4/01/2013

Ern Malley and the Mithradatum of Arrogance

It's April Fool's Day.  Generally not an occasion I enjoy; I was the butt of too many "jokes" as a kid to appreciate them as an adult.  Also, it's confusing, because on some websites, like BOING BOING or TALKING POINTS MEMO, it can be hard to tell which posts are meant to be real and which the April Fool' hoax.

But here's an old hoax that I find rather appealing, because both hoaxed and hoaxers ended up hoist by their own petard:  Ern Malley, Australian Poet

Back in Australian poetry circles of 1944, there was a bit of antagonism between the traditionalist poets, using established formats and tropes, and the modernists, using symbolism and new styles like blank verse and free verse.

The leading figure among the modernists was a charismatic and brilliant fellow named Max Harris, who published a literary magazine, ANGRY PENGUINS, where modernist work and studies were presented.  Besides being well-liked and well-regarded, he was also a handsome fellow and popular with the ladies.  Whether that latter had anything to do with the friction between Harris and the traditionalist circles, I can't say, but it probably didn't help.

Two Australian traditionalist poets, James McAuley and Harold Stewart, came up with an idea to discredit the modernist school of poetry and humiliate Harris at the same time.  They wrote a set of sixteen poems, aping the modernist style, using what they considered the worst aspects of modernism.  They wrote, in their eyes, bad poems in a bad school of poetry.

They then created Ern Malley, unknown poet, dead poet, as the author of the poems, dead of Grave's Disease at a tragically young age, leaving only the sixteen poems as his legacy.  An equally imaginary sister, "Esther Malley", sent the poems to Harris, asking for an evaluation.

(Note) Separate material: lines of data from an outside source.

impl<'a> Flush<'a> {
    fn new(tracking: &'a mut Tracking, dpi_scale: f64) -> Self {
        debug_assert!(
            dpi_scale.is_finite() && dpi_scale > 0.0,
            "DPI scale must be positive and finite, got {dpi_scale}"
        );
        let scratch = if dpi_scale == 1.0 && tracking.point_entries == 0 {
            None
        } else {
            let mut buf = tracking.pool.rent(tracking.rects.len());
            scale_tagged_into(&tracking.rects, &tracking.spaces, dpi_scale, &mut buf);
            Some(buf)
        };
        Self { tracking, scratch }
    }

    /// The rectangles to present, in device pixels.
    #[must_use]
    pub fn rects(&self) -> &[PixelRect] {
        match &self.scratch {
            Some(buf) => buf,
            None => &self.tracking.rects,
        }
    }

    /// Number of rectangles.
    #[must_use]
    pub fn len(&self) -> usize {
        self.rects().len()
    }

    /// Returns `true` if there are no rectangles.
    #[must_use]
    pub fn is_empty(&self) -> bool {
        self.rects().is_empty()
    }

    /// Returns `true` if [`rects`](Self::rects) is the collector's own
    /// backing buffer (no scaling was needed).
    #[must_use]
    pub fn is_borrowed(&self) -> bool {
        self.scratch.is_none()
    }
}

impl Drop for Flush<'_> {
    fn drop(&mut self) {
        if let Some(buf) = self.scratch.take() {
            self.tracking.pool.give_back(buf);
        }
        self.tracking.clear();
    }
}

#[cfg(test)]
mod tests {
    use super::*;
    use crate::testing::{PresentCall, RecordingHost};

    #[test]
    fn empty_instance_ignores_marks_and_presents_full() {
        let mut host = RecordingHost::new();
        let mut collector = DirtyRegionCollector::empty();
        collector.mark_dirty_pixels(PixelRect::new(0, 0, 10, 10));
        collector.mark_dirty_points(Rect::new(0.0, 0.0, 10.0, 10.0));
        collector.use_present_all_mode_once();

        assert!(!collector.has_any_dirty_area());
        assert_eq!(collector.dirty_rect_count(), 0);
        assert_eq!(collector.present(&mut host, 1.0), PresentOutcome::Full);
        assert_eq!(host.presents, [PresentCall::Full]);
        assert!(collector.flush(1.0).is_none());
    }

    #[test]
    fn present_all_discards_rects() {
        let mut host = RecordingHost::new();
        let mut collector = DirtyRegionCollector::new();
        collector.mark_dirty_pixels(PixelRect::new(0, 0, 4, 4));
        collector.use_present_all_mode_once();
        collector.mark_dirty_pixels(PixelRect::new(8, 8, 9, 9));
        assert!(collector.has_any_dirty_area());

        assert_eq!(collector.present(&mut host, 2.0), PresentOutcome::Full);
        assert_eq!(host.presents, [PresentCall::Full]);
        assert!(!collector.is_present_all_pending(), "flag is one-shot");
        assert_eq!(collector.dirty_rect_count(), 0);
        assert!(!collector.has_any_dirty_area());
    }

    #[test]
    fn present_all_alone_counts_as_dirty() {
        let mut collector = DirtyRegionCollector::new();
        assert!(!collector.has_any_dirty_area());
        collector.use_present_all_mode_once();
        assert!(collector.has_any_dirty_area());
    }

    #[test]
    fn identity_scale_reuses_backing_buffer() {
        let mut collector = DirtyRegionCollector::new();
        collector.mark_dirty_pixels(PixelRect::new(0, 0, 1, 1));
        collector.mark_dirty_pixels(PixelRect::new(2, 2, 3, 3));
        collector.mark_dirty_pixels(PixelRect::new(4, 4, 5, 5));
        let backing = collector.pending_rects().as_ptr();

        let flush = collector.flush(1.0).expect("tracking collector");
        assert!(flush.is_borrowed());
        assert!(core::ptr::eq(flush.rects().as_ptr(), backing));
        assert_eq!(flush.len(), 3);
        drop(flush);
        assert_eq!(collector.dirty_rect_count(), 0);
    }

    #[test]
    fn mixed_tags_at_one_and_a_half() {
        let mut host = RecordingHost::new();
        let mut collector = DirtyRegionCollector::new();
        collector.mark_dirty_points(Rect::new(0.0, 0.0, 10.0, 10.0));
        collector.mark_dirty_pixels(PixelRect::new(5, 5, 8, 8));
        assert_eq!(
            collector.pending_spaces(),
            [CoordinateSpace::Points, CoordinateSpace::DevicePixels]
        );

        {
            let flush = collector.flush(1.5).expect("tracking collector");
            assert!(!flush.is_borrowed());
            assert_eq!(
                flush.rects(),
                [PixelRect::new(0, 0, 15, 15), PixelRect::new(5, 5, 8, 8)]
            );
        }

        collector.mark_dirty_points(Rect::new(0.0, 0.0, 10.0, 10.0));
        collector.mark_dirty_pixels(PixelRect::new(5, 5, 8, 8));
        assert_eq!(collector.present(&mut host, 1.5), PresentOutcome::Partial(2));
        assert_eq!(
            host.presents,
            [PresentCall::Partial(alloc::vec![
                PixelRect::new(0, 0, 15, 15),
                PixelRect::new(5, 5, 8, 8)
            ])]
        );
    }

    #[test]
    fn point_entries_force_scaling_even_at_identity() {
        let mut collector = DirtyRegionCollector::new();
        collector.mark_dirty_points(Rect::new(0.5, 0.5, 2.5, 2.5));
        let flush = collector.flush(1.0).expect("tracking collector");
        assert!(!flush.is_borrowed());
        assert_eq!(flush.rects(), [PixelRect::new(0, 0, 3, 3)]);
    }

    #[test]
    fn scratch_buffer_returns_to_pool() {
        let mut collector = DirtyRegionCollector::new();
        for _ in 0..3 {
            collector.mark_dirty_points(Rect::new(0.0, 0.0, 3.0, 3.0));
            let flush = collector.flush(2.0).expect("tracking collector");
            assert_eq!(flush.rects(), [PixelRect::new(0, 0, 6, 6)]);
        }
        let tracking = collector.tracking.as_ref().expect("tracking collector");
        assert_eq!(tracking.pool.available(), 1, "one buffer reused each frame");
    }

    #[test]
    fn never_tracked_presents_full_then_drained_skips() {
        let mut host = RecordingHost::new();
        let mut collector = DirtyRegionCollector::new();
        assert_eq!(collector.present(&mut host, 1.0), PresentOutcome::Full);

        collector.mark_dirty_pixels(PixelRect::new(0, 0, 2, 2));
        assert_eq!(collector.present(&mut host, 1.0), PresentOutcome::Partial(1));
        assert_eq!(collector.present(&mut host, 1.0), PresentOutcome::Skipped);
        assert_eq!(
            host.presents,
            [
                PresentCall::Full,
                PresentCall::Partial(alloc::vec![PixelRect::new(0, 0, 2, 2)])
            ]
        );
    }

    #[test]
    fn try_present_delegates_empty_list_to_host() {
        let mut host = RecordingHost::new();
        host.occluded = true;
        let mut collector = DirtyRegionCollector::new();
        collector.mark_dirty_pixels(PixelRect::new(0, 0, 2, 2));
        assert!(!collector.try_present(&mut host, 1.0));
        assert!(!collector.try_present(&mut host, 1.0));
        assert_eq!(
            host.presents,
            [
                PresentCall::TryPartial(alloc::vec![PixelRect::new(0, 0, 2, 2)]),
                PresentCall::TryFull
            ]
        );
        assert_eq!(collector.dirty_rect_count(), 0, "failed flush still clears");
    }

    #[test]
    fn degenerate_marks_are_ignored() {
        let mut collector = DirtyRegionCollector::new();
        collector.mark_dirty_pixels(PixelRect::new(3, 3, 3, 8));
        collector.mark_dirty_points(Rect::new(2.0, 2.0, 2.0, 2.0));
        assert!(!collector.has_any_dirty_area());
    }

    #[test]
    fn for_host_respects_capability() {
        let mut host = RecordingHost::new();
        assert!(!DirtyRegionCollector::for_host(&host).is_empty_instance());
        host.partial_supported = false;
        assert!(DirtyRegionCollector::for_host(&host).is_empty_instance());
    }
}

Harris published the poems in ANGRY PENGUINS, hailing the discovery of an accomplished (and tragically dead) new poet.

Then the truth came out.  And it was, indeed, embarassing and humiliating to Harris, that he'd been successfully fooled by two hoaxers.

Except... Harris stood by his judgment of the "Ern Malley" poems, insisting that they were worthwhile and meritorious, regardless of the true circumstances of their origin.

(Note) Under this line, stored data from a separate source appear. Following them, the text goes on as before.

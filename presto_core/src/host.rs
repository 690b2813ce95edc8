// Copyright 2026 the Presto Authors
// SPDX-License-Identifier: Apache-2.0 OR MIT

//! Presentation host contract.
//!
//! The host owns the swap chain and the device context. Device creation,
//! adapter selection and feature-level negotiation all live behind it; the
//! core only asks for:
//!
//! - **Device context** — the surface the render pass draws into.
//! - **Present** — full-surface or partial (a list of changed device-pixel
//!   rectangles), each with a `try_` variant that reports whether the frame
//!   was shown (for occlusion detection).
//! - **Capability** — whether partial presentation is supported at all.
//! - **Scale** — the current DPI scale (device pixels per point) and the
//!   surface size in points.
//!
//! Hosts without partial presentation may rely on the default methods, which
//! ignore the rectangle list and fall back to a full present.

use kurbo::Size;

use crate::device::DeviceContext;
use crate::geometry::PixelRect;

/// A swap-chain owner that the render pass draws into and presents through.
///
/// Only the render thread calls into a host.
pub trait PresentHost {
    /// The device context type handed to the render pass.
    type Context: DeviceContext + ?Sized;

    /// Returns the device context for the current back buffer.
    fn device_context(&mut self) -> &mut Self::Context;

    /// Presents the entire surface.
    fn present(&mut self);

    /// Size of the drawable surface, in points.
    fn surface_size(&self) -> Size;

    /// Presents only the given device-pixel rectangles.
    fn present_rects(&mut self, rects: &[PixelRect]) {
        _ = rects;
        self.present();
    }

    /// Presents the entire surface, returning `false` if the frame was not
    /// shown (for example because the window is occluded).
    fn try_present(&mut self) -> bool {
        self.present();
        true
    }

    /// Presents only the given rectangles, returning `false` if the frame was
    /// not shown.
    fn try_present_rects(&mut self, rects: &[PixelRect]) -> bool {
        _ = rects;
        self.try_present()
    }

    /// Whether the swap chain honors rectangle lists.
    fn supports_partial_presentation(&self) -> bool {
        false
    }

    /// Device pixels per point for the surface.
    fn dpi_scale(&self) -> f64 {
        1.0
    }
}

And... over the years, time has proven him right.  The Ern Malley poems have been reprinted numerous times, been the subject of critical studies, and inspired paintings and other art.  Whereas the traditionalist poetry written by Malley's creators has faded and vanished into the trashbin of history; they're remembered only for the merits of the poetry they wrote as "bad examples" of a poetry school they despised.

Max Harris went on past the embarassment of being hoaxed, becoming firmly established as one of Australia's distinguished men of letters before his death in 1995. 

Well, except for the obscenity trial.  Because the Malley poems contained a number of "sexual references", Harris, as the publisher of the poems, was brought to court on obscenity charges.  This was the bizarre icing on the hoax cake.  It's hard to believe that an obscenity charge could be seriously made even in the more Puritanical era of 1944.  From ernmalley.com, a description of one of the prosecution's arguments:
Detective Vogelesang, for the prosecution, insisted that Night Piece was obscene because: "Apparently someone is shining a torch in the dark, visiting through the park gates. To my mind they were going there for some disapproved motive ... I have found that people who go into parks at night go there for immoral purposes".
 
Even in 1940, that sounds like it would have been a stretch.   Reading that claim today, the pertinent words would be more along the lines of "mentally deranged".  Nonetheless, Harris was found guilty, although with a fairly light penalty, a five pound fine in lieu of six weeks in jail.


After the jump, I'll provide samples of both Ern Malley's and Max Harris' poetry.   Before that, though, a little craft project from cordit.org.au:




Night Piece

The swung torch scatters seeds
In the umbelliferous dark
And a frog makes guttural comment
On the naked and trespassing
Nymph of the lake.

The symbols were evident,
Though on park-gates
The iron birds looked disapproval
With rusty invidious beaks.

Among the water-lilies
A splash — white foam in the dark!
And you lay sobbing then
Upon my trembling intuitive arm.


-- Ern Malley




Mithridatum of Despair
We know no mithridatum of despair
as drunks, the angry penguins of the night,
straddling the cobbles of the square,
tying a shoelace by fogged lamplight.
We know no astringent pain,
no flecking of thought's dull eternal sea
in garret image, of Spain
and love...now love's parody.

See - chaos spark, struck from flint
and the plunging distemper, flare in the dawn's dull seep
of milkcart horse, morning horse
chaos horse, walking at three to the doors of sleep
with the creamy poison.
convulsions endure
from nine to five,
all life immure.
and still alive.

we know no mithridatum, nor the remembered dregs of fear,
the glass stands dry and silted; no end is near.


-- Max Harris

("Mithridatum", in this context, means "an antidote for poison".)